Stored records
== Segment start ==
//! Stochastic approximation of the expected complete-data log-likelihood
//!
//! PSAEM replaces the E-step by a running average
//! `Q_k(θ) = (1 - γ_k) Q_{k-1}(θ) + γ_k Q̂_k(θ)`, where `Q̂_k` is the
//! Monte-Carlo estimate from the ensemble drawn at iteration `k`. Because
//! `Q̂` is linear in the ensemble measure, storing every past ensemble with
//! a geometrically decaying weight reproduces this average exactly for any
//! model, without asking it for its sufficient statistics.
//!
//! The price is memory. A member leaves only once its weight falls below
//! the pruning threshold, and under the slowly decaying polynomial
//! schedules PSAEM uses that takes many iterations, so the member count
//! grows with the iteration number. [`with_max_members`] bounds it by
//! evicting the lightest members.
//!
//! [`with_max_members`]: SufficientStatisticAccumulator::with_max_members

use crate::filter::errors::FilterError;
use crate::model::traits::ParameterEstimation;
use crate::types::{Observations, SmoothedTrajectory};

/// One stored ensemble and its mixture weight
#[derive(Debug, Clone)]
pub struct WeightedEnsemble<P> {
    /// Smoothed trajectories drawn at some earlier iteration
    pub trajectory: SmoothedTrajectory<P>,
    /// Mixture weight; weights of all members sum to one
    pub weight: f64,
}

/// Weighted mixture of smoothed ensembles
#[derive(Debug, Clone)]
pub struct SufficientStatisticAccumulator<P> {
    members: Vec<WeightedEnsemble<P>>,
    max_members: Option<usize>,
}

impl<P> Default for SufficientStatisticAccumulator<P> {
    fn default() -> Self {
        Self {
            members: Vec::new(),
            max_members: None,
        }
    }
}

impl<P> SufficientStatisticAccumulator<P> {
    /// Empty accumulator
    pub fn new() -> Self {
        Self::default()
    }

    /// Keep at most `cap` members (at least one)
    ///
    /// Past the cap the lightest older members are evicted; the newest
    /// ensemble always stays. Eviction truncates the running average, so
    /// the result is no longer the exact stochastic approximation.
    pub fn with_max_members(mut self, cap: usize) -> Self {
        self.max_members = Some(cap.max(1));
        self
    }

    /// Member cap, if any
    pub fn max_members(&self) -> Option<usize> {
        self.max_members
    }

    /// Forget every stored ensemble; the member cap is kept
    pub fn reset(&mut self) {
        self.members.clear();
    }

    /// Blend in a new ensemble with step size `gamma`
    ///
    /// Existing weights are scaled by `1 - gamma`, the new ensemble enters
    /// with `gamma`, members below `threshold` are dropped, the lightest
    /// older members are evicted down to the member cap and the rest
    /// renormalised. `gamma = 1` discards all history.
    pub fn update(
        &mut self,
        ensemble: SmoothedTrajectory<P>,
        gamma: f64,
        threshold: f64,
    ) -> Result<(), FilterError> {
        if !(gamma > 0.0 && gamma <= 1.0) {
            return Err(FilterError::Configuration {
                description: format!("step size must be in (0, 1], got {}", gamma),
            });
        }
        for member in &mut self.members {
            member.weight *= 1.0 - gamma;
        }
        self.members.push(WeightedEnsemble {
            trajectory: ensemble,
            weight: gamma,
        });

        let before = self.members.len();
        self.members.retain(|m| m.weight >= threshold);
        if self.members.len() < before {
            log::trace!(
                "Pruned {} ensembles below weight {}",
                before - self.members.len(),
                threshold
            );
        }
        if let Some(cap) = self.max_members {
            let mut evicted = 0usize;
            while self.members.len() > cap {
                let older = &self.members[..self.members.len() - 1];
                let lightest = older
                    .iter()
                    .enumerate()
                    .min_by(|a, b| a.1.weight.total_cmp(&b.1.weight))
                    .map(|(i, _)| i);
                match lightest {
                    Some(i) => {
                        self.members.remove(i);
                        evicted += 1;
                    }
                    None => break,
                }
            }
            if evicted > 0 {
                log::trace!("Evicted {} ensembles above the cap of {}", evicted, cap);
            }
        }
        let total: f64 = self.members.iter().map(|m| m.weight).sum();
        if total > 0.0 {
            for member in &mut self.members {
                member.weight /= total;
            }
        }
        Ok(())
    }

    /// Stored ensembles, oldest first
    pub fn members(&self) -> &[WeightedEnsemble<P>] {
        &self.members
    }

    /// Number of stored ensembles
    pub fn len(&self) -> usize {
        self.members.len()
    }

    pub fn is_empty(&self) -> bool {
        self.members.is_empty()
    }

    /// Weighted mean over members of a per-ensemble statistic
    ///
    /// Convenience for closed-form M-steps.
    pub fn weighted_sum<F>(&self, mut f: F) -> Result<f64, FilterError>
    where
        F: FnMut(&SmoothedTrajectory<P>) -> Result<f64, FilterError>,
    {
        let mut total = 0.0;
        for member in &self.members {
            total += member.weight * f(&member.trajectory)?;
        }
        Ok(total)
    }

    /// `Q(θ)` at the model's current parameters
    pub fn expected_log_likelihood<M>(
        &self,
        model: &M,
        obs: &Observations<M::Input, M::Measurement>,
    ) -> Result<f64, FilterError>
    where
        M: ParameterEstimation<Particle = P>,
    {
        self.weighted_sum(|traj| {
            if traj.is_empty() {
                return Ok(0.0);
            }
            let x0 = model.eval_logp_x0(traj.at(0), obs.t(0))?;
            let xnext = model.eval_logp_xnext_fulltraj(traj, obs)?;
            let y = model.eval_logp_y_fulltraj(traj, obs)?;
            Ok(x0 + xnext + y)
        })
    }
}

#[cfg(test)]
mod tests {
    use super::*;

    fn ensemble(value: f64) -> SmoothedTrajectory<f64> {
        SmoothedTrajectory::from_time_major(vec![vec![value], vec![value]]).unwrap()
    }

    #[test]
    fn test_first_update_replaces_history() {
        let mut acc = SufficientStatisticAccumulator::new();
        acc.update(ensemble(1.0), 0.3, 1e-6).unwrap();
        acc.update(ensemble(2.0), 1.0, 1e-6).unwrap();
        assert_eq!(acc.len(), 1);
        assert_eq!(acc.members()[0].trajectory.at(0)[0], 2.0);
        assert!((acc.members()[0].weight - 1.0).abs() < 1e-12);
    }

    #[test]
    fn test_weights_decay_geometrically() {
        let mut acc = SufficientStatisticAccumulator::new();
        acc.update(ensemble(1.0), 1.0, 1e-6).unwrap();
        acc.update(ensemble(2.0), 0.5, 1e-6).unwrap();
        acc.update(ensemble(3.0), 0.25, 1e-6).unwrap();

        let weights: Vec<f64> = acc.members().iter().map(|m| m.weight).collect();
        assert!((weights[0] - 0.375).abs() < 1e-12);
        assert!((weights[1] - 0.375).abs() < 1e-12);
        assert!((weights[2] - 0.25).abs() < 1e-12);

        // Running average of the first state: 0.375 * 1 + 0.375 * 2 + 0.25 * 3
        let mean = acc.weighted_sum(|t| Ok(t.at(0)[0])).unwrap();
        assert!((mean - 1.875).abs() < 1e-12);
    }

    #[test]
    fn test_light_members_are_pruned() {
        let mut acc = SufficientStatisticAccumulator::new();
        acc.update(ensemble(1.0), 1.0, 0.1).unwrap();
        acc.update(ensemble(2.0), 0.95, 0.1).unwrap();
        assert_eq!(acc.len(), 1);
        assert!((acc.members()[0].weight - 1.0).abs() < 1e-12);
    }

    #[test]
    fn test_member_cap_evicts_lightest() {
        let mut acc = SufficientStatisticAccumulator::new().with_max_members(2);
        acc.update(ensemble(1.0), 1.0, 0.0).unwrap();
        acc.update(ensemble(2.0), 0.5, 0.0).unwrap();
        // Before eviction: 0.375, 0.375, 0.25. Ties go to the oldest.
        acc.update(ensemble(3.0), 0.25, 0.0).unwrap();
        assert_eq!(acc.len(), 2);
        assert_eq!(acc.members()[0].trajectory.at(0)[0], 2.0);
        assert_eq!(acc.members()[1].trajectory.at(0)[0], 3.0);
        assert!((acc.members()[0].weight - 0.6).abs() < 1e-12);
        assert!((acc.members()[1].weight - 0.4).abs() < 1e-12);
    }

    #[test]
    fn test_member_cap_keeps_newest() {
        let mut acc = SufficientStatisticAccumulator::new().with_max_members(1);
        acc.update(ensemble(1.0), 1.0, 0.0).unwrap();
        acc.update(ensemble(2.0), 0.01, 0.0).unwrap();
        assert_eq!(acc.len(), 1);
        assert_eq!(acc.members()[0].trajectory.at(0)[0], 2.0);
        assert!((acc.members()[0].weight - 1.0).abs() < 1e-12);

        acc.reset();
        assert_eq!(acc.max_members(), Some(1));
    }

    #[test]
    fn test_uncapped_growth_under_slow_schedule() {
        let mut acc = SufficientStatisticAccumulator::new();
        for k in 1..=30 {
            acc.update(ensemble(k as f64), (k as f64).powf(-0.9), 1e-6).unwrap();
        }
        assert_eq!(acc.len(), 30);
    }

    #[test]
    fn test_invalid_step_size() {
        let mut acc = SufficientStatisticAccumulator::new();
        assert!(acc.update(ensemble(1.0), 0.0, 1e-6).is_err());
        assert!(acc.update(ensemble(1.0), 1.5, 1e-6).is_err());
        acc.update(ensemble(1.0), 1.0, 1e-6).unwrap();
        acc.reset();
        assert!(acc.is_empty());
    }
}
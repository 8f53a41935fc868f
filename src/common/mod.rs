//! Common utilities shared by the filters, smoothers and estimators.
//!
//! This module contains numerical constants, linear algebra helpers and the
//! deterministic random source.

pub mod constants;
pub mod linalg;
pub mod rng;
== Segment end ==
# Directions
What is wanted is every line from the first line of the entries through the line that contains "of smoothed ensembles", given again exactly.

# Expected answer
//! Stochastic approximation of the expected complete-data log-likelihood
//!
//! PSAEM replaces the E-step by a running average
//! `Q_k(θ) = (1 - γ_k) Q_{k-1}(θ) + γ_k Q̂_k(θ)`, where `Q̂_k` is the
//! Monte-Carlo estimate from the ensemble drawn at iteration `k`. Because
//! `Q̂` is linear in the ensemble measure, storing every past ensemble with
//! a geometrically decaying weight reproduces this average exactly for any
//! model, without asking it for its sufficient statistics.
//!
//! The price is memory. A member leaves only once its weight falls below
//! the pruning threshold, and under the slowly decaying polynomial
//! schedules PSAEM uses that takes many iterations, so the member count
//! grows with the iteration number. [`with_max_members`] bounds it by
//! evicting the lightest members.
//!
//! [`with_max_members`]: SufficientStatisticAccumulator::with_max_members

use crate::filter::errors::FilterError;
use crate::model::traits::ParameterEstimation;
use crate::types::{Observations, SmoothedTrajectory};

/// One stored ensemble and its mixture weight
#[derive(Debug, Clone)]
pub struct WeightedEnsemble<P> {
    /// Smoothed trajectories drawn at some earlier iteration
    pub trajectory: SmoothedTrajectory<P>,
    /// Mixture weight; weights of all members sum to one
    pub weight: f64,
}

/// Weighted mixture of smoothed ensembles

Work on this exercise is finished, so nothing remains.